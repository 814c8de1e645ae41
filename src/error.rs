//! Error taxonomy (spec §7).
//!
//! Four kinds of trouble, only two of which are typed `Result` values:
//! malformed trace lines are logged and skipped by the caller, and
//! invariant violations are fatal assertions (a bug in the policy, not a
//! reportable condition) — see the `debug_assert!`/`assert!` calls spread
//! through the engine modules instead of an error variant here.

use crate::collections::String;

/// An error encountered while reading a CSV trace line.
///
/// The core crate never parses CSV itself (that's `trace-simulator`'s job,
/// spec §6), but the type lives here so policies and drivers share one
/// vocabulary for "this line was bad."
#[derive(Debug, thiserror::Error)]
pub enum TraceError {
    /// The line's `time`/`size`/`kid` fields did not parse.
    #[error("malformed trace line {line_no}: {reason}")]
    MalformedLine {
        /// 1-based line number within the source file.
        line_no: usize,
        /// Human-readable description of what failed to parse.
        reason: String,
    },
}

/// An error a [`crate::policy::Policy`] can return from
/// `process_request`.
#[derive(Debug, thiserror::Error, Clone, Copy)]
pub enum PolicyError {
    /// The request's size exceeds the policy's hard capacity and can never
    /// be admitted, even after evicting everything else.
    #[error("request for kid={kid} size={size} exceeds capacity {limit}")]
    RequestTooLarge {
        /// The oversize request's key id.
        kid: u32,
        /// The oversize request's byte size.
        size: u64,
        /// The capacity that rejected it.
        limit: u64,
    },
}
//! Second-chance CLOCK with a per-item counter (spec §4.2).
//!
//! Grounded on `original_source/src/clock.cpp`. The source keeps one
//! `std::list<(kid, counter)>` plus a persistent iterator (`clockIt`, "the
//! hand") that survives across calls and is carefully kept valid through
//! every insert/erase. A `Vec<u32>` with an index-based hand reproduces
//! that exactly (STL `list::insert(it, v)` inserting before an iterator
//! without invalidating it corresponds to `Vec::insert` at the hand's
//! index, followed by bumping the hand index by one to track the same
//! logical element) — the general-purpose [`crate::list::IdList`] doesn't
//! fit here because CLOCK needs "insert before an arbitrary position,
//! keep a live cursor into the middle of the structure", which `IdList`
//! deliberately does not support (it is O(1)-at-the-ends only).

use crate::collections::HashMap;
use crate::config::ClockConfig;
use crate::error::PolicyError;
use crate::policy::{Outcome, Policy};
use crate::request::Request;
use crate::stats::Stats;

#[derive(Debug, Clone, Copy)]
struct ClockItem {
    size: u64,
    counter: u8,
}

/// Second-chance CLOCK cache.
#[derive(Debug)]
pub struct Clock {
    config: ClockConfig,
    items: HashMap<u32, ClockItem>,
    ring: crate::collections::Vec<u32>,
    hand: usize,
    ever_evicted: bool,
    no_zeros: u64,
    bytes_cached: u64,
    stats: Stats,
}

impl Clock {
    /// Builds an empty CLOCK cache with the given configuration.
    pub fn new(config: ClockConfig) -> Self {
        Self {
            config,
            items: HashMap::default(),
            ring: crate::collections::Vec::new(),
            hand: 0,
            ever_evicted: false,
            no_zeros: 0,
            bytes_cached: 0,
            stats: Stats::new(),
        }
    }

    /// Number of times a full sweep found no zero counter and was forced
    /// to evict at the hand anyway.
    pub fn no_zeros(&self) -> u64 {
        self.no_zeros
    }

    fn ring_pos(&self, id: u32) -> usize {
        self.ring
            .iter()
            .position(|&x| x == id)
            .expect("id must be linked")
    }

    /// Removes `id` wherever it sits in the ring, correctly maintaining
    /// the hand so it still refers to the same logical successor
    /// afterwards.
    fn remove_existing(&mut self, id: u32) -> u64 {
        let idx = self.ring_pos(id);
        self.ring.remove(idx);
        let item = self.items.remove(&id).expect("checked by caller");
        self.bytes_cached -= item.size;
        if self.ring.is_empty() {
            self.hand = 0;
        } else if idx < self.hand {
            self.hand -= 1;
        } else if idx == self.hand && self.hand >= self.ring.len() {
            self.hand = 0;
        }
        item.size
    }

    fn insert_new(&mut self, id: u32, size: u64) {
        let counter = if self.ever_evicted {
            self.config.clock_max
        } else {
            0
        };
        if self.ring.is_empty() {
            self.ring.push(id);
            self.hand = 0;
        } else {
            self.ring.insert(self.hand, id);
            self.hand += 1;
        }
        self.items.insert(id, ClockItem { size, counter });
        self.bytes_cached += size;
    }

    fn evict_until_fits(&mut self, incoming: u64) {
        while self.bytes_cached + incoming > self.config.capacity {
            if self.ring.is_empty() {
                break;
            }
            self.ever_evicted = true;
            let start = self.hand;
            let mut evicted = None;

            while self.hand < self.ring.len() {
                let id = self.ring[self.hand];
                if self.items[&id].counter == 0 {
                    evicted = Some(self.evict_at_hand());
                    break;
                }
                self.items.get_mut(&id).expect("ring/index desync").counter -= 1;
                self.hand += 1;
            }

            if evicted.is_none() {
                self.hand = 0;
                while self.hand < start.min(self.ring.len()) {
                    let id = self.ring[self.hand];
                    if self.items[&id].counter == 0 {
                        evicted = Some(self.evict_at_hand());
                        break;
                    }
                    self.items.get_mut(&id).expect("ring/index desync").counter -= 1;
                    self.hand += 1;
                }
            }

            let evicted_bytes = evicted.unwrap_or_else(|| {
                self.no_zeros += 1;
                self.evict_at_hand()
            });
            self.stats.record_eviction(evicted_bytes);
        }
        self.stats.bytes_cached = self.bytes_cached;
    }

    fn evict_at_hand(&mut self) -> u64 {
        let id = self.ring[self.hand];
        let item = self.items.remove(&id).expect("ring/index desync");
        self.ring.remove(self.hand);
        self.bytes_cached -= item.size;
        if self.ring.is_empty() || self.hand >= self.ring.len() {
            self.hand = 0;
        }
        item.size
    }
}

impl Policy for Clock {
    fn process_request(&mut self, req: &Request, warmup: bool) -> Result<Outcome, PolicyError> {
        let size = req.size();
        if let Some(item) = self.items.get_mut(&req.kid) {
            if item.size == size {
                item.counter = self.config.clock_max;
                if !warmup {
                    self.stats.record_hit(None);
                }
                return Ok(Outcome::hit());
            }
            self.remove_existing(req.kid);
        }

        if size > self.config.capacity {
            return Err(PolicyError::RequestTooLarge {
                kid: req.kid,
                size,
                limit: self.config.capacity,
            });
        }

        self.evict_until_fits(size);
        self.insert_new(req.kid, size);
        self.stats.bytes_cached = self.bytes_cached;
        if !warmup {
            self.stats.record_miss();
        }
        Ok(Outcome::Miss)
    }

    fn bytes_cached(&self) -> u64 {
        self.bytes_cached
    }

    fn name(&self) -> &'static str {
        "clock"
    }

    fn stats(&self) -> &Stats {
        &self.stats
    }
}

#[cfg(test)]
mod tests {
    use super::*;

    fn req(kid: u32, size: u32) -> Request {
        Request::new(0.0, 0, 0, 0, size, kid)
    }

    #[test]
    fn e2_clock_second_chance_sweep() {
        // spec E2: capacity 3 items of 1B, CLOCK_MAX=1, sequence 1,2,3,1,4.
        let mut cfg = ClockConfig::new(3);
        cfg.clock_max = 1;
        let mut c = Clock::new(cfg);
        for kid in [1u32, 2, 3] {
            c.process_request(&req(kid, 1), false).unwrap();
        }
        assert_eq!(
            c.process_request(&req(1, 1), false).unwrap(),
            Outcome::hit()
        );
        c.process_request(&req(4, 1), false).unwrap();

        assert!(c.items.contains_key(&1));
        assert!(!c.items.contains_key(&2));
        assert!(c.items.contains_key(&3));
        assert!(c.items.contains_key(&4));
        assert_eq!(c.bytes_cached(), 3);
    }

    #[test]
    fn every_counter_stays_within_clock_max() {
        let mut c = Clock::new(ClockConfig::new(5));
        for kid in 0..20u32 {
            c.process_request(&req(kid, 1), false).unwrap();
            for item in c.items.values() {
                assert!(item.counter <= c.config.clock_max);
            }
        }
    }
}
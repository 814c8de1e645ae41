//! End-to-end tests for the trace pipeline: generate a trace, then run
//! policies over it and check the reported results line up with what was
//! written.
//!
//! Grounded on `examples/sigsegved-cache-rs/tests/correctness_tests.rs`'s
//! "small deterministic scenario, check the concrete outcome" style, applied
//! here to the driver crate rather than a single engine: a synthetic trace
//! written by [`TraceGenerator`] is the input, a [`TraceRunner`] pass over it
//! is the thing under test.

use trace_simulator::engine::{EngineSizing, PolicyKind};
use trace_simulator::generator::{TraceGenConfig, TraceGenerator};
use trace_simulator::runner::TraceRunner;
use trace_simulator::stats::{export_csv, CsvResultRow};

fn temp_dir(tag: &str) -> std::path::PathBuf {
    std::env::temp_dir().join(format!("trace-simulator-{tag}-{}", std::process::id()))
}

#[test]
fn generated_trace_round_trips_through_the_runner() {
    let dir = temp_dir("pipeline-a");
    let config = TraceGenConfig {
        duration_hours: 1,
        rps: 20,
        unique_objects: 50,
        min_key_size: 8,
        max_key_size: 8,
        min_val_size: 100,
        max_val_size: 100,
        output_dir: dir.clone(),
        seed: 7,
        ..TraceGenConfig::default()
    };
    TraceGenerator::new(config).generate().unwrap();

    let runner = TraceRunner::new(dir.clone(), EngineSizing::default(), 0);
    let results = runner.run(&[PolicyKind::Lru]).unwrap();

    assert_eq!(results.len(), 1);
    let result = &results[0];
    assert_eq!(result.requests_processed, 20 * 3600);
    assert_eq!(result.requests_skipped, 0);
    assert_eq!(result.stats.accesses, result.requests_processed);
    assert!(result.bytes_cached > 0);
    assert!(result.bytes_cached <= EngineSizing::default().dram_size);

    std::fs::remove_dir_all(&dir).unwrap();
}

#[test]
fn multiple_policies_run_independently_over_the_same_trace() {
    let dir = temp_dir("pipeline-b");
    let config = TraceGenConfig {
        duration_hours: 1,
        rps: 10,
        unique_objects: 30,
        output_dir: dir.clone(),
        seed: 3,
        ..TraceGenConfig::default()
    };
    TraceGenerator::new(config).generate().unwrap();

    let runner = TraceRunner::new(dir.clone(), EngineSizing::default(), 0);
    let results = runner.run(&[PolicyKind::Lru, PolicyKind::Clock]).unwrap();

    assert_eq!(results.len(), 2);
    assert_eq!(results[0].name, "lru");
    assert_eq!(results[1].name, "clock");
    // Each policy saw the whole trace independently; neither's counters leak
    // into the other's.
    assert_eq!(results[0].requests_processed, results[1].requests_processed);

    std::fs::remove_dir_all(&dir).unwrap();
}

#[test]
fn warmup_requests_are_admitted_but_excluded_from_reported_accesses() {
    let dir = temp_dir("pipeline-c");
    let config = TraceGenConfig {
        duration_hours: 1,
        rps: 10,
        unique_objects: 20,
        output_dir: dir.clone(),
        seed: 11,
        ..TraceGenConfig::default()
    };
    TraceGenerator::new(config).generate().unwrap();

    let total_requests = 10 * 3600;
    let warmup = 1_000;
    let runner = TraceRunner::new(dir.clone(), EngineSizing::default(), warmup);
    let results = runner.run(&[PolicyKind::Lru]).unwrap();

    let result = &results[0];
    assert_eq!(result.requests_processed, total_requests);
    assert_eq!(result.stats.accesses, total_requests - warmup);

    std::fs::remove_dir_all(&dir).unwrap();
}

#[test]
fn malformed_trace_lines_are_skipped_not_fatal() {
    let dir = temp_dir("pipeline-d");
    std::fs::create_dir_all(&dir).unwrap();
    std::fs::write(
        dir.join("mixed.csv"),
        "time,app_id,type,key_size,val_size,kid\n\
         0.0,1,0,8,100,1\n\
         garbage line with no commas\n\
         1.0,1,0,8,100,0,0\n\
         2.0,1,0,8,100,2\n",
    )
    .unwrap();

    let runner = TraceRunner::new(dir.clone(), EngineSizing::default(), 0);
    let results = runner.run(&[PolicyKind::Lru]).unwrap();

    let result = &results[0];
    assert_eq!(result.requests_processed, 2);
    assert_eq!(result.requests_skipped, 2);

    std::fs::remove_dir_all(&dir).unwrap();
}

#[test]
fn shadow_tracer_runs_produce_a_cdf_dump_others_do_not() {
    let dir = temp_dir("pipeline-e");
    let config = TraceGenConfig {
        duration_hours: 1,
        rps: 10,
        unique_objects: 20,
        output_dir: dir.clone(),
        seed: 5,
        ..TraceGenConfig::default()
    };
    TraceGenerator::new(config).generate().unwrap();

    let runner = TraceRunner::new(dir.clone(), EngineSizing::default(), 0);
    let results = runner.run(&[PolicyKind::Lru, PolicyKind::ShadowLru]).unwrap();

    assert!(results[0].cdf_dump.is_none());
    assert!(results[1].cdf_dump.is_some());
    assert!(results[1].cdf_dump.as_ref().unwrap().starts_with("distance cumfrac"));

    std::fs::remove_dir_all(&dir).unwrap();
}

#[test]
fn export_csv_produces_one_parsable_row_per_policy() {
    let dir = temp_dir("pipeline-f");
    let config = TraceGenConfig {
        duration_hours: 1,
        rps: 10,
        unique_objects: 20,
        output_dir: dir.clone(),
        seed: 9,
        ..TraceGenConfig::default()
    };
    TraceGenerator::new(config).generate().unwrap();

    let runner = TraceRunner::new(dir.clone(), EngineSizing::default(), 0);
    let results = runner.run(&[PolicyKind::Lru, PolicyKind::Clock]).unwrap();

    let csv_path = dir.join("results.csv");
    export_csv(&results, &csv_path).unwrap();

    let mut reader = csv::Reader::from_path(&csv_path).unwrap();
    let rows: Vec<CsvResultRow> = reader.deserialize().map(|r| r.unwrap()).collect();
    assert_eq!(rows.len(), 2);
    assert_eq!(rows[0].policy, "lru");
    assert_eq!(rows[1].policy, "clock");

    std::fs::remove_dir_all(&dir).unwrap();
}
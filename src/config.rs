//! Per-engine configuration structs.
//!
//! One flat, all-public-fields struct per policy, matching the teacher's
//! `src/config/*.rs` layout (`LruCacheConfig`, `SlruCacheConfig`, ...): no
//! builder boilerplate, no hidden global state. Every global tunable in
//! spec §6's table is a field on exactly one of these structs, constructed
//! once by the caller and passed into the engine's constructor — this is
//! the re-architecture spec §9 calls for in place of the source's
//! process-global constants.

pub mod clock;
pub mod flash_cache;
pub mod flash_cache_lruk;
pub mod flash_cache_lruk_clock;
pub mod lru;
pub mod lruk;
pub mod ram_shield;
pub mod ripq;
pub mod slab;
pub mod victim_cache;

pub use clock::ClockConfig;
pub use flash_cache::{DecayMode, FlashCacheConfig, Placement};
pub use flash_cache_lruk::FlashCacheLrukConfig;
pub use flash_cache_lruk_clock::FlashCacheLrukClockConfig;
pub use lru::LruConfig;
pub use lruk::LruKConfig;
pub use ram_shield::RamShieldConfig;
pub use ripq::{RipqConfig, RipqShieldConfig};
pub use slab::{PartitionedLruConfig, SlabConfig, SlabMultiConfig};
pub use victim_cache::VictimCacheConfig;
//! The common interface every replacement/admission engine implements.

use crate::error::PolicyError;
use crate::request::Request;

/// Result of processing one request.
///
/// Replaces the source's `size_t` sentinel return (`PROC_MISS = ~0lu`,
/// "any positive value" otherwise meaning hit) with a real sum type. The
/// shadow tracers (spec §4.13) need to report a byte-weighted reuse
/// distance alongside the hit; every caching policy just needs the
/// boolean, so `distance` is `None` for all of them.
#[derive(Debug, Clone, Copy, PartialEq)]
pub enum Outcome {
    /// The request was served from the cache.
    Hit {
        /// Byte-weighted reuse distance, populated only by the shadow
        /// tracers ([`crate::shadow`]).
        distance: Option<u64>,
    },
    /// The request was not in the cache.
    Miss,
}

impl Outcome {
    /// Shorthand for a hit with no recorded distance.
    pub fn hit() -> Self {
        Outcome::Hit { distance: None }
    }

    /// Whether this outcome is a hit.
    pub fn is_hit(&self) -> bool {
        matches!(self, Outcome::Hit { .. })
    }
}

/// A replacement/admission policy engine.
///
/// `process_request` is a total, synchronous function: given the same
/// initial configuration and the same prefix of requests, two calls
/// produce identical outcomes and identical internal state (spec §5).
pub trait Policy {
    /// Processes one request, returning its outcome.
    ///
    /// `warmup` suppresses statistics accrual but never suppresses state
    /// transitions (admission, eviction, promotion all still happen).
    fn process_request(&mut self, req: &Request, warmup: bool) -> Result<Outcome, PolicyError>;

    /// Total live bytes currently held by the policy (spec invariant 1).
    fn bytes_cached(&self) -> u64;

    /// A stable, machine-parseable name used to build dump-file names.
    fn name(&self) -> &'static str;

    /// Writes a `key value` dump of the policy's accumulated stats.
    ///
    /// The default implementation writes the BTreeMap-sorted `Stats`
    /// snapshot; engines with extra structure (per-queue sizes, per-class
    /// fragmentation, CDFs) override this to append those sections, per
    /// spec §6's "contents are key value pairs followed by optional
    /// tables."
    fn dump_stats<W: core::fmt::Write>(&self, w: &mut W) -> core::fmt::Result {
        for (k, v) in self.stats().to_btreemap() {
            writeln!(w, "{k} {v}")?;
        }
        Ok(())
    }

    /// The raw stats counter, for callers that want programmatic access
    /// instead of a text dump.
    fn stats(&self) -> &crate::stats::Stats;
}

• Instructions to follow: Up to and including the line that contains "pub enum TraceError", output the records above exactly, beginning with their first line.

• Result of this task:
repository 814c8de1e645ae41
filename src/error.rs
//! Error taxonomy (spec §7).
//!
//! Four kinds of trouble, only two of which are typed `Result` values:
//! malformed trace lines are logged and skipped by the caller, and
//! invariant violations are fatal assertions (a bug in the policy, not a
//! reportable condition) — see the `debug_assert!`/`assert!` calls spread
//! through the engine modules instead of an error variant here.

use crate::collections::String;

/// An error encountered while reading a CSV trace line.
///
/// The core crate never parses CSV itself (that's `trace-simulator`'s job,
/// spec §6), but the type lives here so policies and drivers share one
/// vocabulary for "this line was bad."
#[derive(Debug, thiserror::Error)]
pub enum TraceError {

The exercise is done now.